Определение при помощи энзима, связанного с иммуносорбентом - ЭЛИЗА (Enzyme Linked Immunosorbent Assay) - дальнейшее развитие метода двойных антител, используемых в сатурационном анализе, но здесь отсутствует конкуренция между определяемым природным соединением и его меченым вариантом. Суть метода заключается в том, что образуется нечто вроде слоёного пирога, причём определяемое вещество составляет один из его внутренних слоёв, а индикаторный фермент - самый внешний; общий размер всей структуры зависит от количества определяемого вещества. Рассмотрим пример определения альбумина в моче: определение выполняют в лунках (гнёздах), стенки которых изготовлены из полистирена, эффективно адсорбирующего антитела. Сначала в лунки вносят первичные антитела, в данном случае кроличьи антитела против человеческого альбумина, затем после их адсорбции на стенках и отмывания избытка вносят исследуемую пробу. Содержащиеся в ней молекулы альбумина через посредство первичных антител оказываются фиксированными на стенках лунки. Затем добавляют вторичные антитела, в данном случае источником их служит сыворотка морской свинки, иммунизированной против человеческого альбумина; они фиксируются на тех же альбуминовых молекулах, которые другими группами адсорбированы на первичных антителах. Четвертый слой иммунного «пирога» - фермент пероксидаза, фиксированная на кроличьих антителах против иммуноглобулинов морской свинки; они связываются со вторичными антителами, при этом количество фиксированной пероксидазы оказывается пропорциональным содержанию альбумина в исследуемой пробе. После добавления каждого реагента и завершения реакции связывания избыток непрореагировавших белков тщательно удаляют отмыванием буферным раствором, кроме того, добавляют инактивированные сыворотки для подавления неспецифических реакций. После окончания всех адсорбций и отмываний проводят ферментативную реакцию с о-фенилендиамином и перекисью водорода. Благодаря присутствующей пероксидазе о-фенилендиамин окисляется, и через некоторое время интенсивность окраски измеряется фотометрией. Метод очень чувствителен и высокоспецифичен; в отличие от радиоиммунных методов он не требует специфичных условий.
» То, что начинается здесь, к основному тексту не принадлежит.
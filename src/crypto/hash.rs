use num_enum::{FromPrimitive, IntoPrimitive};

/// Available hash algorithms.
///
/// Ref: <https://www.rfc-editor.org/rfc/rfc9580.html#name-hash-algorithms>
#[derive(Debug, PartialEq, Eq, Clone, Copy, FromPrimitive, IntoPrimitive)]
#[repr(u8)]
#[non_exhaustive]
pub enum HashAlgorithm {
    None = 0,
    Md5 = 1,
    Sha1 = 2,
    Ripemd160 = 3,
    Sha256 = 8,
    Sha384 = 9,
    Sha512 = 10,
    Sha224 = 11,
    Sha3_256 = 12,
    Sha3_512 = 14,

    #[num_enum(catch_all)]
    Other(u8),
}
Комплекс, образующийся при одном из вариантов определения сывороточного альбумина с помощью связанного с иммуносорбентом энзима (схема).
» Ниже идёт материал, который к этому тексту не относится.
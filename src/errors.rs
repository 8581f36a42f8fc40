use snafu::Snafu;

use crate::armor::BlockType;

pub type Result<T, E = Error> = std::result::Result<T, E>;

/// Error types
#[derive(Debug, Snafu)]
#[non_exhaustive]
pub enum Error {
    /// Missing or garbled `-----BEGIN ...-----` / `-----END ...-----` lines.
    #[snafu(display("invalid armor wrappers"))]
    InvalidArmorWrappers,
    #[snafu(display("armor footer does not match header: {header} != {footer}"))]
    ArmorTypeMismatch {
        header: BlockType,
        footer: BlockType,
    },
    #[snafu(transparent)]
    Base64Decode { source: base64::DecodeError },
    #[snafu(display("invalid crc24 checksum: expected {expected:06x}, calculated {actual:06x}"))]
    InvalidChecksum { expected: u32, actual: u32 },
    /// A declared length points past the end of the input.
    #[snafu(display("packet is incomplete: needed {needed} bytes, {remaining} remaining"))]
    PacketIncomplete { needed: usize, remaining: usize },
    #[snafu(display("mpi too large: {bits} bits"))]
    MpiTooLong { bits: u16 },
    /// Signals packet versions and parameters we don't support, but can safely ignore.
    #[snafu(display("Unsupported: {message}"))]
    Unsupported { message: String },
    #[snafu(display("Not yet implemented: {message}"))]
    Unimplemented { message: String },
    #[snafu(display("{message}"))]
    Message { message: String },
    #[snafu(transparent)]
    Utf8Error { source: std::str::Utf8Error },
    #[snafu(transparent)]
    IO { source: std::io::Error },
}

#[macro_export]
macro_rules! unimplemented_err {
    ($e:expr) => {
        return Err($crate::errors::Error::Unimplemented { message: $e.to_string() })
    };
    ($fmt:expr, $($arg:tt)+) => {
        return Err($crate::errors::Error::Unimplemented { message: format!($fmt, $($arg)+) })
    };
}

#[macro_export]
macro_rules! unsupported_err {
    ($e:expr) => {
        return Err($crate::errors::Error::Unsupported { message: $e.to_string() })
    };
    ($fmt:expr, $($arg:tt)+) => {
        return Err($crate::errors::Error::Unsupported { message: format!($fmt, $($arg)+) })
    };
}

#[macro_export]
macro_rules! bail {
    ($e:expr) => {
        return Err($crate::errors::Error::Message { message: $e.to_string() })
    };
    ($fmt:expr, $($arg:tt)+) => {
        return Err($crate::errors::Error::Message { message: format!($fmt, $($arg)+) })
    };
}

#[macro_export]
macro_rules! format_err {
    ($e:expr) => {
        $crate::errors::Error::Message { message: $e.to_string() }
    };
    ($fmt:expr, $($arg:tt)+) => {
        $crate::errors::Error::Message { message: format!($fmt, $($arg)+) }
    };
}

#[macro_export]
macro_rules! ensure {
    ($cond:expr, $e:expr) => {
        if !($cond) {
            $crate::bail!($e);
        }
    };
    ($cond:expr, $fmt:expr, $($arg:tt)+) => {
        if !($cond) {
            $crate::bail!($fmt, $($arg)+);
        }
    };
}

#[macro_export]
macro_rules! ensure_eq {
    ($left:expr, $right:expr) => ({
        match (&$left, &$right) {
            (left_val, right_val) => {
                if !(*left_val == *right_val) {
                    $crate::bail!(r#"assertion failed: `(left == right)`
  left: `{:?}`,
 right: `{:?}`"#, left_val, right_val)
                }
            }
        }
    });
    ($left:expr, $right:expr,) => ({
        $crate::ensure_eq!($left, $right)
    });
    ($left:expr, $right:expr, $($arg:tt)+) => ({
        match (&($left), &($right)) {
            (left_val, right_val) => {
                if !(*left_val == *right_val) {
                    $crate::bail!(r#"assertion failed: `(left == right)`
  left: `{:?}`,
 right: `{:?}`: {}"#, left_val, right_val, format_args!($($arg)+))
                }
            }
        }
    });
}

pub use crate::{bail, ensure, ensure_eq, format_err, unimplemented_err, unsupported_err};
АЛБ - сывороточный альбумин человека (определяемое вещество); римскими цифрами обозначены компоненты аналитической системы: I — полистиреновая стенка лунки микротитратора; II — первичные антитела (из сыворотки кролика, иммунизированного против сывороточного альбумина человека) ; III — вторичные антитела (из сыворотки морской свинки, иммунизированной против сывороточного альбумина человека); IV—-пероксидаза из хрена, фиксированная на кроличьих антителах против иммуноглобулинов морской свинки.